Bell, W(illiam) H(enry), English composer; b. St. Albans, Aug. 20, 1873; d. Gordon’s Bay, Cape Province, South Africa, April 13, 1946. He studied in his hometown. He won the Goss Scholarship for the Royal Coll. of Music in London (1889), where he studied organ with Stegall, violin with Burnett, piano with Izard, and composition with Corder and Stanford. He taught harmony at his alma mater (1903–12). In 1912 he was appointed director of the South African Coll. of Music in Cape Town and then dean of the music faculty at the Univ. of South Africa (1919), retiring in 1936. He was extremely critical of himself as a composer, and destroyed many of his MSS. Among his surviving works are the operas Hippolytus (1914) and Isabeau (1924).
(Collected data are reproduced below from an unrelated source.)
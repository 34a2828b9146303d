//! Entity member repository: tagged external references and their
//! group relations.
//!
//! Bulk operations are diff-based and idempotent: only previously
//! missing (or previously present, for removal) relation rows are
//! touched, and exactly that difference is reported back. The whole
//! diff runs inside a single transaction so a bulk call never commits
//! partially.

use super::DbError;
use crate::types::EntityKind;
use sqlx::SqlitePool;
use tracing::debug;

/// A registered entity member.
#[derive(Debug, Clone)]
pub struct Member {
    pub id: i64,
    pub entity_id: u64,
    pub kind: EntityKind,
    pub created_at: i64,
}

/// Repository for entity member operations.
pub struct MemberRepository<'a> {
    pool: &'a SqlitePool,
}

impl<'a> MemberRepository<'a> {
    /// Create a new member repository.
    pub fn new(pool: &'a SqlitePool) -> Self {
        Self { pool }
    }

    /// Register entity records without touching any group relation.
    ///
    /// Existing (id, kind) pairs are skipped; only the newly created
    /// records are returned.
    pub async fn bulk_register(
        &self,
        kind: EntityKind,
        ids: &[u64],
    ) -> Result<Vec<Member>, DbError> {
        let ids = dedup_sorted(ids);
        let now = chrono::Utc::now().timestamp();

        let mut tx = self.pool.begin().await?;
        let mut created = Vec::new();

        for &entity_id in &ids {
            let result = sqlx::query(
                r#"
                INSERT OR IGNORE INTO members (entity_id, kind, created_at)
                VALUES (?, ?, ?)
                "#,
            )
            .bind(entity_id as i64)
            .bind(kind.code())
            .bind(now)
            .execute(&mut *tx)
            .await?;

            if result.rows_affected() > 0 {
                created.push(Member {
                    id: result.last_insert_rowid(),
                    entity_id,
                    kind,
                    created_at: now,
                });
            }
        }

        tx.commit().await?;

        debug!(kind = %kind, requested = ids.len(), created = created.len(), "Bulk member register");
        Ok(created)
    }

    /// Relate entities to a group, creating missing member rows first.
    ///
    /// Returns the external ids that were newly related; entities already
    /// related to the group (and duplicates in the input) are silently
    /// excluded. Repeating the call returns an empty vec.
    pub async fn add_to_group(
        &self,
        group_id: i64,
        kind: EntityKind,
        ids: &[u64],
    ) -> Result<Vec<u64>, DbError> {
        let ids = dedup_sorted(ids);
        let now = chrono::Utc::now().timestamp();

        let mut tx = self.pool.begin().await?;
        let mut added = Vec::new();

        for &entity_id in &ids {
            sqlx::query(
                r#"
                INSERT OR IGNORE INTO members (entity_id, kind, created_at)
                VALUES (?, ?, ?)
                "#,
            )
            .bind(entity_id as i64)
            .bind(kind.code())
            .bind(now)
            .execute(&mut *tx)
            .await?;

            let member_id: i64 = sqlx::query_scalar(
                "SELECT id FROM members WHERE entity_id = ? AND kind = ?",
            )
            .bind(entity_id as i64)
            .bind(kind.code())
            .fetch_one(&mut *tx)
            .await?;

            let result = sqlx::query(
                r#"
                INSERT OR IGNORE INTO group_members (group_id, member_id)
                VALUES (?, ?)
                "#,
            )
            .bind(group_id)
            .bind(member_id)
            .execute(&mut *tx)
            .await?;

            if result.rows_affected() > 0 {
                added.push(entity_id);
            }
        }

        tx.commit().await?;

        debug!(group_id, kind = %kind, requested = ids.len(), added = added.len(), "Bulk member add");
        Ok(added)
    }

    /// Unrelate entities from a group.
    ///
    /// Returns the external ids whose relation actually existed and was
    /// removed. Member rows themselves are never deleted here.
    pub async fn remove_from_group(
        &self,
        group_id: i64,
        kind: EntityKind,
        ids: &[u64],
    ) -> Result<Vec<u64>, DbError> {
        let ids = dedup_sorted(ids);

        let mut tx = self.pool.begin().await?;
        let mut removed = Vec::new();

        for &entity_id in &ids {
            let member_id: Option<i64> = sqlx::query_scalar(
                "SELECT id FROM members WHERE entity_id = ? AND kind = ?",
            )
            .bind(entity_id as i64)
            .bind(kind.code())
            .fetch_optional(&mut *tx)
            .await?;

            let Some(member_id) = member_id else {
                continue;
            };

            let result = sqlx::query(
                "DELETE FROM group_members WHERE group_id = ? AND member_id = ?",
            )
            .bind(group_id)
            .bind(member_id)
            .execute(&mut *tx)
            .await?;

            if result.rows_affected() > 0 {
                removed.push(entity_id);
            }
        }

        tx.commit().await?;

        debug!(group_id, kind = %kind, requested = ids.len(), removed = removed.len(), "Bulk member remove");
        Ok(removed)
    }

    /// Hard-delete a member record regardless of group.
    /// Relation rows are removed via CASCADE. Returns false if absent.
    pub async fn purge(&self, kind: EntityKind, entity_id: u64) -> Result<bool, DbError> {
        let result = sqlx::query("DELETE FROM members WHERE entity_id = ? AND kind = ?")
            .bind(entity_id as i64)
            .bind(kind.code())
            .execute(self.pool)
            .await?;

        Ok(result.rows_affected() > 0)
    }

    /// Remove all member relations for a group, optionally filtered by
    /// kind. Member rows are kept. Returns the number of relations removed.
    pub async fn clear_group(
        &self,
        group_id: i64,
        kind: Option<EntityKind>,
    ) -> Result<u64, DbError> {
        let result = match kind {
            Some(kind) => {
                sqlx::query(
                    r#"
                    DELETE FROM group_members
                    WHERE group_id = ? AND member_id IN
                        (SELECT id FROM members WHERE kind = ?)
                    "#,
                )
                .bind(group_id)
                .bind(kind.code())
                .execute(self.pool)
                .await?
            }
            None => {
                sqlx::query("DELETE FROM group_members WHERE group_id = ?")
                    .bind(group_id)
                    .execute(self.pool)
                    .await?
            }
        };

        Ok(result.rows_affected())
    }

    /// Find a member record by (external id, kind).
    pub async fn find(&self, kind: EntityKind, entity_id: u64) -> Result<Option<Member>, DbError> {
        let row = sqlx::query_as::<_, (i64, i64, i64, i64)>(
            r#"
            SELECT id, entity_id, kind, created_at
            FROM members
            WHERE entity_id = ? AND kind = ?
            "#,
        )
        .bind(entity_id as i64)
        .bind(kind.code())
        .fetch_optional(self.pool)
        .await?;

        Ok(row.map(|(id, entity_id, _, created_at)| Member {
            id,
            entity_id: entity_id as u64,
            kind,
            created_at,
        }))
    }
}

/// Collapse duplicates and fix an order for deterministic results.
fn dedup_sorted(ids: &[u64]) -> Vec<u64> {
    let mut ids = ids.to_vec();
    ids.sort_unstable();
    ids.dedup();
    ids
}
He also composed Walt Whitman Symphony (1899), Sym. No. 2 (1917–18), Sym. No. 3 (1918–19), South African Symphony (1927), Sym. in F minor (1932), A Vision of Delight (1906), Arcadian Suite (1908), the symphonic poems Love among the Ruins (1908), The Shepherd (1908), La Fée des sources (1912), and Veldt Loneliness (1921), Viola Concerto, and Violin Sonata.

Bibliography

H. du Plessis, ed., Letters from W.H. B. (Cape Town and Johannesburg, 1973).